Beginning in 2007 collaboration with the University of Iceland who is known internationally for their commitment to the introduction of a "hydrogen economy" in Iceland, and with the Physik Department, Technical University of Munich.
For further information contact: Niels J. Bjerrum, Erik Christensen, Jens Oluf Jensen, Jens von Barner or Irina Petrushina
Sidst opdateret af 02.11.2011
Danmark har særlige traditioner indenfor udviklingen af vandelektrolyse. I årene omkring 1900 gennemførtes på Askov Højskole et ”fuldskalaforsøg” med indførelse af et lokalt ”brintsamfund”. Der udførtes en lang rækkende grundlæggende undersøgelser af vindmøllers funktion, og højskolens daværende forstander, Poul La Cour, står som dansk vindmølleindustris fader. Hans idé var imidlertid allerede fra starten i 1891 at oplagre vindeenergien ved elektrolyse af vand til ilt og brint, da akkumulatorer på det tidspunkt var for dyre. Se i øvrigt Poul La Cour museets hjemmeside.
La Cour tog i 1893 kontakt til italieneren Pompeo Garuti, som havde konstrueret et teknisk anvendeligt elektrolyseapparat. Det bestod af en blyforet trækasse, hvor væsken var fortyndet svovlsyre. Elektroderne var også af bly. La Cour skriver selv, at han "opnaaede en Overenskomst, hvorved Danmark skulde have fri Afbenyttelse af det konstruerede Apparat og hvad dermed blev sat i Forbindelse, imod at Selskabet skulde have Retten uden for Danmark ogsaa over, hvad jeg under Vindforsøgene muligvis fandt af hensigtsmæssigt paa dette Omraade."
La Cour udviklede selv videre på systemet, og omkring år 1900 kunne han oplyse: "Nu laves Apparaterne udelukkende af Jærn, og Væsken er en opløsning af kaustisk Natron. Kali kræver en endnu mindre elektrisk Spænding….." Tegningen viser et sådant apparatur. Luftarterne opsamledes i hver sin ”pyramide” med afledning gennem toppen.
Med hensyn til valg af elektrolyt og materialer ligger dette faktisk temmelig tæt på den nuværende ”alkaliske elektrolyse”.

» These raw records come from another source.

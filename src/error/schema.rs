use thiserror::Error;

/// Failures translating canonical fields to the wire format.
#[derive(Error, Debug, Clone, PartialEq, Eq)]
pub enum SchemaError {
    /// An outgoing field has no wire name. Unknown incoming wire fields are dropped instead.
    #[error("Field {field:?} has no wire mapping on {entity}")]
    UnmappableField {
        /// Entity the translator belongs to
        entity: &'static str,
        /// Canonical field name
        field: String,
    },
}
use trainerdex::{connector::retry::RetryPolicy, Client, HttpConnector};
use trainerdex_test_utils::prelude::*;

mod leaderboard;
mod social_connection;
mod trainer;
mod user;

fn client(test: &TestSetup) -> Client {
    Client::new(
        test.connector::<HttpConnector>()
            .with_retry(RetryPolicy::none()),
    )
}
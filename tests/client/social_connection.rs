//! Tests for Client's social connection lookups.

use trainerdex::{Error, UserId};

use super::*;

/// Tests looking up several accounts in one request.
///
/// Expected: GET /users/social/?provider=discord&uid=1,2
#[tokio::test]
async fn gets_social_connections() -> Result<(), Error> {
    let mut test = TestSetup::new().await;
    let connections = vec![
        test.api().with_mock_social_connection(10, "discord", "1", Some(1)),
        test.api().with_mock_social_connection(11, "discord", "2", None),
    ];
    let endpoint = test
        .api()
        .create_social_connections_endpoint("discord", "1,2", &connections, 1);

    let uids = vec!["1".to_string(), "2".to_string()];
    let found = client(&test).get_social_connections("discord", &uids).await?;

    endpoint.assert();
    assert_eq!(found.len(), 2);
    assert_eq!(found[1].user_id(), UserId(11));
    assert_eq!(found[1].trainer_id(), None);

    Ok(())
}

/// Tests looking up a single account.
///
/// Expected: Some for a linked account, None for an unknown one
#[tokio::test]
async fn gets_single_social_connection() -> Result<(), Error> {
    let mut test = TestSetup::new().await;
    let linked = vec![test.api().with_mock_social_connection(10, "discord", "1", Some(1))];
    let found_endpoint = test
        .api()
        .create_social_connections_endpoint("discord", "1", &linked, 1);
    let missing_endpoint = test
        .api()
        .create_social_connections_endpoint("discord", "2", &[], 1);
    let client = client(&test);

    let found = client.get_social_connection("discord", "1").await?;
    let missing = client.get_social_connection("discord", "2").await?;

    found_endpoint.assert();
    missing_endpoint.assert();
    assert_eq!(found.map(|connection| connection.user_id()), Some(UserId(10)));
    assert!(missing.is_none());

    Ok(())
}
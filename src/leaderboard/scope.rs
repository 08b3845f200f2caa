use std::fmt;

/// Which population a leaderboard ranks.
#[derive(Debug, Clone, PartialEq, Eq, Hash, Default)]
pub enum LeaderboardScope {
    /// Every visible trainer
    #[default]
    Global,
    /// Members of one Discord guild
    Guild(u64),
    /// Members of one community, by handle
    Community(String),
    /// Trainers in one country, by ISO 3166-1 alpha-2 code
    Country(String),
}

impl LeaderboardScope {
    /// Guild id of a guild board.
    pub fn guild_id(&self) -> Option<u64> {
        match self {
            LeaderboardScope::Guild(guild_id) => Some(*guild_id),
            _ => None,
        }
    }

    /// Community handle of a community board.
    pub fn community(&self) -> Option<&str> {
        match self {
            LeaderboardScope::Community(community) => Some(community),
            _ => None,
        }
    }

    /// Country code of a country board.
    pub fn country_code(&self) -> Option<&str> {
        match self {
            LeaderboardScope::Country(country_code) => Some(country_code),
            _ => None,
        }
    }
}

impl fmt::Display for LeaderboardScope {
    fn fmt(&self, f: &mut fmt::Formatter<'_>) -> fmt::Result {
        match self {
            LeaderboardScope::Global => write!(f, "global"),
            LeaderboardScope::Guild(guild_id) => write!(f, "guild {guild_id}"),
            LeaderboardScope::Community(community) => write!(f, "community {community}"),
            LeaderboardScope::Country(country_code) => write!(f, "country {country_code}"),
        }
    }
}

Man arbejdede i princippet med de fleste aspekter af brintsamfundet: Vindkraft, vandelektrolyse, lagring af brint, distribution (Askov Højskole havde rørledninger med hydrogen og oxygen), anvendelse til belysning (der konstrueredes en særlig lampe, der benyttede knaldgas) samt andre anvendelser, bl.a. eksperimenteredes med en brintmotor. Brintdistributionssystemet blev nedlagt ca. 1930, idet energiprisen her generelt blev så lav, at det dengang blev urentabelt.